Marcy Shelton is relatively healthy for her age. At 62, she worries about that phone call and whether her premiums might go up as well.
“It’s all a little bit scary,” she told ABC News.
Shelton used to be a clerk taking bets at some of the nation’s fanciest horse racetracks in California, but over time her hours shifted and were cut back. Her union offered her early retirement but no insurance, so she bought individual coverage on the state exchange.
She went with one of the cheapest options, she said. The plan has a high deductible, over $6,500. She called it a “catastrophic policy,” but she’s happy with it.

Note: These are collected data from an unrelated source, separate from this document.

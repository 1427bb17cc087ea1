//! PTY (console) comms channel — reads lines from stdin, routes them through
//! the assistant, prints the reply to stdout.
//!
//! Implements [`Component`] so the comms subsystem can spawn it as an
//! independent task. All assistant access goes through
//! [`CommsState::send_message`]; console exchanges go to the chat log but
//! not to any session transcript.
//!
//! Runs until `quit` is typed, stdin is closed, or the `shutdown` token is
//! cancelled (Ctrl-C).

use std::sync::Arc;

use tokio::io::{AsyncBufRead, AsyncBufReadExt, AsyncWrite, AsyncWriteExt, BufReader};
use tokio_util::sync::CancellationToken;
use tracing::{debug, info, warn};

use crate::error::AppError;
use crate::subsystems::runtime::{Component, ComponentFuture};

use super::state::{CommsEvent, CommsState};

const QUIT_COMMAND: &str = "quit";

// ── PtyChannel ───────────────────────────────────────────────────────────────

pub struct PtyChannel {
    channel_id: String,
    state: Arc<CommsState>,
}

impl PtyChannel {
    pub fn new(channel_id: impl Into<String>, state: Arc<CommsState>) -> Self {
        Self { channel_id: channel_id.into(), state }
    }
}

impl Component for PtyChannel {
    fn id(&self) -> &str {
        &self.channel_id
    }

    fn run(self: Box<Self>, shutdown: CancellationToken) -> ComponentFuture {
        Box::pin(async move {
            println!("─────────────────────────────────────────────");
            println!(" Courtside console  (type 'quit' to exit)");
            println!("─────────────────────────────────────────────");
            let stdin = BufReader::new(tokio::io::stdin());
            let stdout = tokio::io::stdout();
            run_pty(self.channel_id, self.state, stdin, stdout, shutdown).await
        })
    }
}

// ── run_pty ──────────────────────────────────────────────────────────────────

async fn run_pty<R, W>(
    channel_id: String,
    state: Arc<CommsState>,
    input: R,
    mut output: W,
    shutdown: CancellationToken,
) -> Result<(), AppError>
where
    R: AsyncBufRead + Unpin,
    W: AsyncWrite + Unpin,
{
    info!(%channel_id, "pty channel started");
    let mut lines = input.lines();

    loop {
        output.write_all(b"You: ").await?;
        output.flush().await?;

        tokio::select! {
            biased;

            _ = shutdown.cancelled() => {
                info!("pty channel shutting down");
                break;
            }

            line = lines.next_line() => {
                match line {
                    Err(e) => {
                        warn!("pty read error: {e}");
                        break;
                    }
                    Ok(None) => {
                        info!("pty stdin closed");
                        break;
                    }
                    Ok(Some(input)) => {
                        let input = input.trim().to_string();
                        if input.is_empty() { continue; }
                        if input.eq_ignore_ascii_case(QUIT_COMMAND) {
                            info!("pty quit requested");
                            break;
                        }

                        debug!(input = %input, "pty received line");

                        match state.send_message(&channel_id, None, input).await {
                            Err(e) => {
                                warn!("send_message error: {e}, pty exiting");
                                break;
                            }
                            Ok(reply) => {
                                output.write_all(format!("Bot: {reply}\n").as_bytes()).await?;
                            }
                        }
                    }
                }
            }
        }
    }

    output.flush().await?;
    state.report_event(CommsEvent::ChannelShutdown { channel_id });
    Ok(())
}
//! Generic subsystem runtime — shared scaffolding for long-running channels.
//!
//! # Component model
//!
//! A [`Component`] is an independently-runnable unit owned by a subsystem,
//! such as the HTTP front or the console. The subsystem builds components
//! with their shared state already captured inside them, then hands them to
//! [`spawn_components`].
//!
//! # SubsystemHandle
//!
//! [`spawn_components`] returns a [`SubsystemHandle`] that the caller can
//! `.await` (blocking until all components finish) or hold onto while doing
//! other work. The components run concurrently regardless.
//! Any component error or panic cancels the shared [`CancellationToken`] so
//! sibling components and `main` all shut down cleanly.

use std::future::Future;
use std::pin::Pin;

use tokio::task::{JoinHandle, JoinSet};
use tokio_util::sync::CancellationToken;
use tracing::{debug, error};

use crate::error::AppError;

// ── Component ─────────────────────────────────────────────────────────────────

/// A boxed, owned future returned by [`Component::run`].
pub type ComponentFuture =
    Pin<Box<dyn Future<Output = Result<(), AppError>> + Send + 'static>>;

/// A self-contained, concurrently-runnable unit owned by a subsystem.
///
/// Implementors capture all shared state (`Arc<CommsState>`, cookie keys, …)
/// at construction time. [`Component::run`] is called once by
/// [`spawn_components`] and should run until `shutdown` is cancelled or the
/// component's own work is done.
pub trait Component: Send + 'static {
    /// Stable identifier used in log messages.
    fn id(&self) -> &str;

    /// Consume the component and return its async run-loop as a boxed future.
    fn run(self: Box<Self>, shutdown: CancellationToken) -> ComponentFuture;
}

// ── SubsystemHandle ───────────────────────────────────────────────────────────

/// An opaque handle to a running component set.
pub struct SubsystemHandle {
    inner: JoinHandle<Result<(), AppError>>,
}

impl SubsystemHandle {
    /// Await all components and return the first error, if any.
    pub async fn join(self) -> Result<(), AppError> {
        match self.inner.await {
            Ok(r) => r,
            Err(e) => Err(AppError::Comms(format!("subsystem task panicked: {e}"))),
        }
    }
}

// ── spawn_components ──────────────────────────────────────────────────────────

/// Spawn each [`Component`] as an independent Tokio task and return a
/// [`SubsystemHandle`] that resolves when all components have exited.
///
/// Behaviour on error:
/// - If any component returns `Err` or panics, `shutdown` is cancelled so all
///   siblings receive the cancellation signal and stop cooperatively.
/// - The manager task then drains the remaining components and returns the
///   first error encountered.
pub fn spawn_components(
    components: Vec<Box<dyn Component>>,
    shutdown: CancellationToken,
) -> SubsystemHandle {
    let handle = tokio::spawn(async move {
        let mut set: JoinSet<(String, Result<(), AppError>)> = JoinSet::new();

        for component in components {
            let id = component.id().to_string();
            let fut = component.run(shutdown.clone());
            debug!(component = %id, "spawning component");
            set.spawn(async move { (id, fut.await) });
        }

        let mut first_err: Option<AppError> = None;

        while let Some(res) = set.join_next().await {
            match res {
                Err(e) => {
                    error!("component panicked: {e}");
                    shutdown.cancel();
                    first_err.get_or_insert_with(|| {
                        AppError::Comms(format!("component panicked: {e}"))
                    });
                }
                Ok((id, Err(e))) => {
                    error!(component = %id, "component error: {e}");
                    shutdown.cancel();
                    first_err.get_or_insert(e);
                }
                Ok((id, Ok(()))) => debug!(component = %id, "component exited"),
            }
        }

        match first_err {
            Some(e) => Err(e),
            None => Ok(()),
        }
    });

    SubsystemHandle { inner: handle }
}

#[cfg(test)]
mod tests {
    use super::*;

    /// Waits for shutdown, or fails immediately when `fail` is set.
    struct Probe {
        id: &'static str,
        fail: bool,
    }

    impl Component for Probe {
        fn id(&self) -> &str {
            self.id
        }

        fn run(self: Box<Self>, shutdown: CancellationToken) -> ComponentFuture {
            Box::pin(async move {
                if self.fail {
                    return Err(AppError::Comms(format!("{} failed", self.id)));
                }
                shutdown.cancelled().await;
                Ok(())
            })
        }
    }

    #[tokio::test]
    async fn empty_set_resolves_ok() {
        assert!(spawn_components(Vec::new(), CancellationToken::new()).join().await.is_ok());
    }

    #[tokio::test]
    async fn cancellation_stops_components() {
        let token = CancellationToken::new();
        let handle = spawn_components(vec![Box::new(Probe { id: "a", fail: false })], token.clone());
        token.cancel();
        assert!(handle.join().await.is_ok());
    }

    #[tokio::test]
    async fn error_cancels_siblings_and_surfaces() {
        let token = CancellationToken::new();
        let handle = spawn_components(
            vec![
                Box::new(Probe { id: "waiter", fail: false }),
                Box::new(Probe { id: "broken", fail: true }),
            ],
            token.clone(),
        );
        let err = handle.join().await.unwrap_err();
        assert!(err.to_string().contains("broken failed"));
        assert!(token.is_cancelled());
    }
}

Because of her age and income, Shelton could receive a much smaller subsidy to purchase her own insurance under the Senate plan. Between her retirement and Social Security payments, she said, she brings in about $44,400 per year before taxes. According to the latest CBO report, a 64-year-olds making $25,600 a year could see their annual individual insurance premium rise by $2,000. Someone the same age making $56,800 could see a jump of more than $10,000 a year because of smaller tax credits, the office estimated. Shelton’s income puts her somewhere in between.
“They should be going after the big insurance and prescription drug companies about how much they charge, instead of having to fight for supplements,” she said. She’s an active Democrat and has been volunteering with the Center for American Progress to lobby against the bill.
“If they get those guys normal, they wouldn’t need all this,” she said.